МАСКА: Ни о каком демоне не напишут стихотворения «Демон», напишут о демоническом. Каким мне оставалось быть, когда на пути моей юности мне встретился Пушкин? Ума, моего, уж точно было у меня довольно, чтоб разглядеть, что пушкинский — особый, прозрачный, любое явление, любого человека помещающий на чистейшую воду, как в яснейшее стекло, заливающий ярчайшим и необманным светом. Видящий то, что не увидеть никому. И так же все это называющий — так, что собеседнику приходится сначала мысль его услышать, восприять, поразиться, какой новый порядок это в его собственной голове производит, а потом думать, как в Евангелии: кто это такой, что позволяет себе говорить так? Каждому же было понятно, Кто перед ним. Я могу называть Его Кем-то с большой буквы — надо мной и моим запоздалым восторгом подсмеяться некому. Все, кого я научил насмешничать и ниспровергать, давно не интересуются ничем, кроме кашля, подагры и теплоты поданного чая. Я остался наедине с прожитой жизнью.

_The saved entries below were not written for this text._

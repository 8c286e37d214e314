//! Handler for the `config` command group.

use std::fs;
use std::path::Path;

use serde_json::json;

use crate::adapter::inbound::cli::command::ConfigOptionArg;
use crate::adapter::inbound::cli::{context, output, paths};
use crate::domain::{ProviderId, ReliabilityPriors};
use crate::error::{ConfigError, Result};
use crate::infrastructure::config::settings::Config;

/// Default config template with documentation.
const CONFIG_TEMPLATE: &str = include_str!("../../../../config.toml.example");

/// Execute `config init`.
#[allow(clippy::result_large_err)]
pub fn execute_init(path: &Path, force: bool) -> Result<()> {
    if path.exists() && !force {
        return Err(ConfigError::InvalidValue {
            field: "config",
            reason: "file already exists (use --force to overwrite)".to_string(),
        }
        .into());
    }

    if let Some(parent) = path.parent() {
        fs::create_dir_all(parent)?;
    }

    fs::write(path, CONFIG_TEMPLATE)?;

    if output::is_json() {
        output::json_output(json!({
            "command": "config.init",
            "path": path.display().to_string(),
        }));
        return Ok(());
    }
    output::section("Config Initialized");
    output::success("Created configuration file");
    output::field("Path", path.display());
    output::section("Next Steps");
    output::note(&format!("1. Edit {} with your settings", path.display()));
    output::note(&format!(
        "2. Run: gpuarb config validate -c {}",
        path.display()
    ));
    output::note(&format!(
        "3. Run: gpuarb analyze prices.json -c {}",
        path.display()
    ));
    Ok(())
}

/// Execute `config show`.
#[allow(clippy::result_large_err)]
pub fn execute_show(arg: &ConfigOptionArg) -> Result<()> {
    let config = context::load_config(arg)?;
    let source = match &arg.config {
        Some(path) => path.display().to_string(),
        None => {
            let path = paths::default_config();
            if path.is_file() {
                path.display().to_string()
            } else {
                "built-in defaults".to_string()
            }
        }
    };
    let scenario = config.usage_scenario()?;
    let weights = &config.classifier.weights;

    if output::is_json() {
        output::json_output(json!({
            "command": "config.show",
            "source": source,
            "logging": {
                "level": config.logging.level,
                "format": config.logging.format,
            },
            "detector": {
                "min_percentage_savings": config.detector.min_percentage_savings.to_string(),
                "min_price_difference": config.detector.min_price_difference.to_string(),
                "min_providers": config.detector.min_providers,
            },
            "classifier": {
                "weights": {
                    "availability": weights.availability,
                    "reliability": weights.reliability,
                    "density": weights.density,
                    "density_saturation": weights.density_saturation,
                },
                "default_reliability": config.classifier.default_reliability,
                "reliability": config.classifier.reliability,
            },
            "usage": {
                "unit_count": scenario.unit_count(),
                "duration_days": scenario.duration_days(),
                "hours_per_day": scenario.hours_per_day().to_string(),
            },
            "ranking": {
                "precision": config.ranking.precision,
                "sort": config.ranking.sort,
                "top": config.ranking.top,
            },
            "aliases": config.aliases,
            "gpu_specs": config
                .gpu_specs
                .iter()
                .map(|spec| spec.model.as_str())
                .collect::<Vec<_>>(),
        }));
        return Ok(());
    }

    output::section("Effective Configuration");
    output::field("Source", source);
    output::field("Log level", &config.logging.level);

    output::section("Detector");
    output::field(
        "Min savings",
        format!("{}%", config.detector.min_percentage_savings),
    );
    output::field(
        "Min diff",
        format!("${}/h", config.detector.min_price_difference),
    );
    output::field("Min providers", config.detector.min_providers);

    output::section("Classifier");
    output::field(
        "Weights",
        format!(
            "availability {:.2}, reliability {:.2}, density {:.2}",
            weights.availability, weights.reliability, weights.density
        ),
    );
    output::field("Saturation", weights.density_saturation);
    output::field("Default prior", config.classifier.default_reliability);
    for (provider, prior) in &config.classifier.reliability {
        output::field(provider, prior);
    }

    output::section("Usage");
    output::field("Units", scenario.unit_count());
    output::field("Days", scenario.duration_days());
    output::field("Hours/day", scenario.hours_per_day().normalize());

    output::section("Ranking");
    output::field("Precision", config.ranking.precision);
    output::field("Sort", config.ranking.sort);
    output::field(
        "Top",
        config
            .ranking
            .top
            .map_or_else(|| "all".to_string(), |top| top.to_string()),
    );

    if !config.aliases.is_empty() || !config.gpu_specs.is_empty() {
        output::section("Spec Table");
        for spec in &config.gpu_specs {
            output::field("Custom", &spec.model);
        }
        for (alias, target) in &config.aliases {
            output::field("Alias", format!("{alias} -> {target}"));
        }
    }

    Ok(())
}

/// Execute `config validate`.
#[allow(clippy::result_large_err)]
pub fn execute_validate(path: &Path) -> Result<()> {
    let config = Config::load(path)?;
    context::init_logging(&config);

    let warnings = warnings(&config);

    if output::is_json() {
        output::json_output(json!({
            "command": "config.validate",
            "path": path.display().to_string(),
            "valid": true,
            "warnings": warnings,
        }));
        return Ok(());
    }

    output::section("Config Validation");
    output::field("Path", path.display());
    output::success("Config file is valid");

    if !warnings.is_empty() {
        output::section("Warnings");
        for warning in &warnings {
            output::warning(warning);
        }
    }

    output::field("Next", format!("gpuarb config show -c {}", path.display()));

    Ok(())
}

/// Settings that are valid but probably not what the user meant.
fn warnings(config: &Config) -> Vec<String> {
    let mut warnings = Vec::new();
    if config.detector.min_percentage_savings.is_zero() {
        warnings.push("min_percentage_savings is 0: every price gap is reported".to_string());
    }
    if config.classifier.weights.density == 0.0 {
        warnings.push(
            "density weight is 0: provider count does not affect confidence".to_string(),
        );
    }
    let builtin = ReliabilityPriors::builtin();
    for provider in config.classifier.reliability.keys() {
        if builtin.is_known(&ProviderId::new(provider.as_str())) {
            warnings.push(format!(
                "reliability prior for '{provider}' replaces a built-in value"
            ));
        }
    }
    warnings
}

#[cfg(test)]
mod tests {
    use super::*;
    use std::fs;
    use tempfile::TempDir;

    fn create_temp_dir() -> TempDir {
        tempfile::tempdir().expect("Failed to create temp directory")
    }

    #[test]
    fn test_config_template_is_valid_config() {
        let config = Config::parse_toml(CONFIG_TEMPLATE);
        assert!(config.is_ok(), "CONFIG_TEMPLATE is not a valid configuration");
    }

    #[test]
    fn test_config_template_documents_every_section() {
        for section in [
            "[logging]",
            "[detector]",
            "[classifier]",
            "[usage]",
            "[ranking]",
            "[aliases]",
        ] {
            assert!(CONFIG_TEMPLATE.contains(section), "missing {section}");
        }
    }

    #[test]
    fn test_execute_init_creates_file() {
        let temp_dir = create_temp_dir();
        let config_path = temp_dir.path().join("config.toml");

        execute_init(&config_path, false).unwrap();
        let content = fs::read_to_string(&config_path).unwrap();
        assert_eq!(content, CONFIG_TEMPLATE);
    }

    #[test]
    fn test_execute_init_creates_parent_directories() {
        let temp_dir = create_temp_dir();
        let config_path = temp_dir.path().join("nested").join("dir").join("config.toml");

        execute_init(&config_path, false).unwrap();
        assert!(config_path.exists());
    }

    #[test]
    fn test_execute_init_fails_if_file_exists_without_force() {
        let temp_dir = create_temp_dir();
        let config_path = temp_dir.path().join("config.toml");
        fs::write(&config_path, "existing content").unwrap();

        let error = execute_init(&config_path, false).unwrap_err();
        assert!(error.to_string().contains("--force"));

        let content = fs::read_to_string(&config_path).unwrap();
        assert_eq!(content, "existing content");
    }

    #[test]
    fn test_execute_init_overwrites_with_force() {
        let temp_dir = create_temp_dir();
        let config_path = temp_dir.path().join("config.toml");
        fs::write(&config_path, "existing content").unwrap();

        execute_init(&config_path, true).unwrap();
        let content = fs::read_to_string(&config_path).unwrap();
        assert_eq!(content, CONFIG_TEMPLATE);
    }

    #[test]
    fn test_execute_validate_rejects_invalid_file() {
        let temp_dir = create_temp_dir();
        let config_path = temp_dir.path().join("config.toml");
        fs::write(&config_path, "[detector]\nmin_providers = 1\n").unwrap();

        assert!(execute_validate(&config_path).is_err());
    }

    #[test]
    fn test_execute_validate_missing_file() {
        let temp_dir = create_temp_dir();
        assert!(execute_validate(&temp_dir.path().join("absent.toml")).is_err());
    }

    #[test]
    fn test_warnings_for_suspicious_settings() {
        let config = Config::parse_toml(
            "[detector]\nmin_percentage_savings = 0\n\n[classifier.reliability]\naws = 0.9\nacme = 0.7\n",
        )
        .unwrap();

        let warnings = warnings(&config);
        assert_eq!(warnings.len(), 2);
        assert!(warnings[0].contains("min_percentage_savings"));
        assert!(warnings[1].contains("'aws'"));
    }

    #[test]
    fn test_default_config_has_no_warnings() {
        assert!(warnings(&Config::default()).is_empty());
    }
}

ВЯЗЕМСКИЙ: В моей жизни случилось это несчастье: я умираю, зная, что был я и был Пушкин. Вот и размышляй после этого о бессмертии, о создании по образу и подобию, когда перед тобой поставили такую пошлую, вульгарную картинку: есть люди-человеки и есть бессмертные гении. Как я мог бы вырваться, заставить себя помнить вечно и прочее — родившись, и сразу за рождением, за осознанием себя рожденным, узнать, что во мне какого-то огромного, чрезмерного, лишающего сомнений таланта — нету. Пока не было гения, можно было мечтать о чем угодно, ласково покачивать головою, созерцая то, что удалось родить самому.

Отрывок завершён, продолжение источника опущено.